Starting to watch The Last of Us, or even merely describing it, is an instant exercise in déjà vu. Whether or not you've played the hit game since it first arrived in 2013, or its 2014 expansion pack, 2020 sequel or 2022 remake, its nine-part TV iteration ventures where plenty of on-screen fare including The Road and The Walking Dead has previously trodden. The best example that springs to mind during The Last of Us is Station Eleven, however, which is the heartiest of compliments given how thoughtful, empathetic and textured that 2021–22 series proved. As everything about pandemics, contagions and diseases that upend the world order now does, The Last of Us feels steeped in stone-cold reality as well, as spearheaded by a co-creator, executive producer, writer and director who has already turned an IRL doomsday into stunning television with Chernobyl. That creative force is Craig Mazin, teaming up with Neil Druckmann from Naughty Dog, who also wrote and directed The Last of Us games.

The Last of Us streams via Binge. Read our full review, and our interview with Melanie Lynskey.



At the beginning of The Makanai: Cooking for the Maiko House, 16-year-old best friends Kiyo (Nana Mori, Liar x Liar) and Sumire (Natsuki Deguchi, Silent Parade) leave home for the first time with smiles as wide as their hearts are open. Departing the rural Aomari for Kyoto in the thick of winter, they have internships as maiko lined up — apprentice geiko, as geishas are called in the Kyoto dialect. Their path to their dearest wishes isn't all sunshine and cherry blossoms from there, of course, but this is a series that lingers on the details, on slices of life, and on everyday events rather than big dramatic developments. Watch, for instance, how lovingly Kiyo and Sumire's last meal is lensed before they set out for their new future, and how devotedly the camera surveys the humble act of sitting down to share a dumpling soup, legs tucked beneath blankets under the table, while having an ordinary conversation. Soothing, tender, compassionate, bubbling with warmth: that's The Makanai: Cooking for the Maiko House from the outset.

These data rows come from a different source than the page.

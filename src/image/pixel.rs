//! Four-channel floating point color sample.
//!
//! Channels are stored as `[r, g, b, a]`, nominally in `[0, 1]`. Arithmetic is
//! plain channel-wise float math with no gamma handling, which is what the
//! bleed averaging and the bilinear resampler rely on.
use serde::{Deserialize, Serialize};
use std::ops::{Add, AddAssign, Div};

#[derive(Clone, Copy, Debug, Default, PartialEq, Serialize, Deserialize)]
pub struct Rgba(pub [f32; 4]);

impl Rgba {
    pub const TRANSPARENT: Rgba = Rgba([0.0, 0.0, 0.0, 0.0]);
    pub const WHITE: Rgba = Rgba([1.0, 1.0, 1.0, 1.0]);
    pub const RED: Rgba = Rgba([1.0, 0.0, 0.0, 1.0]);
    pub const GREEN: Rgba = Rgba([0.0, 1.0, 0.0, 1.0]);
    pub const BLUE: Rgba = Rgba([0.0, 0.0, 1.0, 1.0]);

    #[inline]
    pub const fn new(r: f32, g: f32, b: f32, a: f32) -> Self {
        Self([r, g, b, a])
    }

    #[inline]
    pub fn r(&self) -> f32 {
        self.0[0]
    }
    #[inline]
    pub fn g(&self) -> f32 {
        self.0[1]
    }
    #[inline]
    pub fn b(&self) -> f32 {
        self.0[2]
    }
    #[inline]
    pub fn a(&self) -> f32 {
        self.0[3]
    }

    /// Linear interpolation `self + (other - self) * t`, per channel.
    #[inline]
    pub fn lerp(self, other: Rgba, t: f32) -> Rgba {
        let mut out = self.0;
        for (c, o) in out.iter_mut().zip(other.0) {
            *c += (o - *c) * t;
        }
        Rgba(out)
    }

    /// Clamp every channel to `[0, 1]`.
    #[inline]
    pub fn clamped(self) -> Rgba {
        Rgba(self.0.map(|c| c.clamp(0.0, 1.0)))
    }

    /// Quantize to 8-bit channels with rounding.
    #[inline]
    pub fn to_u8(self) -> [u8; 4] {
        self.clamped().0.map(|c| (c * 255.0).round() as u8)
    }
}

impl Add for Rgba {
    type Output = Rgba;

    #[inline]
    fn add(mut self, rhs: Rgba) -> Rgba {
        self += rhs;
        self
    }
}

impl AddAssign for Rgba {
    #[inline]
    fn add_assign(&mut self, rhs: Rgba) {
        for (c, o) in self.0.iter_mut().zip(rhs.0) {
            *c += o;
        }
    }
}

impl Div<f32> for Rgba {
    type Output = Rgba;

    #[inline]
    fn div(self, rhs: f32) -> Rgba {
        Rgba(self.0.map(|c| c / rhs))
    }
}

There's a key reason that this cosy and comforting new treasure overflows with such affection and understanding — for its characters, their lives and just the act of living. Prolific writer/director Hirokazu Kore-eda simply isn't capable of anything else. Yes, Netflix has been in the auteur game of late, and The Makanai: Cooking for the Maiko House is unmistakably the work of its rightly applauded creative force. One of the biggest names in Japanese cinema today, and the winner of the received Cannes Film Festival's Palme d'Or back in 2018 for the sublime Shoplifters, Kore-eda makes empathetic, rich and deeply emotional works. His movies, including the France-set The Truth and South Korea-set Broker, truly see the people within their frames. On the small screen, and hailing from manga, the nine-episode The Makanai is no different. It's also as calming as a show about friendships, chasing dreams and devouring ample dumplings can and should be.

The Makanai: Cooking for the Maiko House streams via Netflix.



Whether on screens big and small, when an audience watches a Steven Soderbergh project, they're watching one of America's great current directors ply his full range of filmmaking skills. Usually, he doesn't just helm. Going by Peter Andrews and Mary Ann Bernard — aliases from his parents' names — he shoots and edits as well. And he's prolific: since advising that he'd retire from making features after Side Effects, he's directed, lensed and spliced nine more, plus three TV shows. Among those titles sit movies such as Logan Lucky, Unsane, Kimi and Magic Mike's Last Dance; the exceptional two seasons of turn-of-the-20th-century medical drama The Knick; and now New York-set kidnapping miniseries Full Circle. The filmmaker who won Cannes Film Festival's Palme d'Or at 26 for Sex, Lies and Videotape, earned two Best Director Oscars in one year for Traffic and Erin Brockovich, brought the Ocean's franchise back to cinemas in 2001, and eerily predicted the COVID-19 pandemic with 2011's Contagion is in his element with his latest work. Six-part noir-influenced thriller Full Circle reunites Soderbergh with Mosaic and No Sudden Move screenwriter Ed Solomon, boasts a starry cast, involves money and secrets and deception, and proves a twisty and layered crime tale from the get-go.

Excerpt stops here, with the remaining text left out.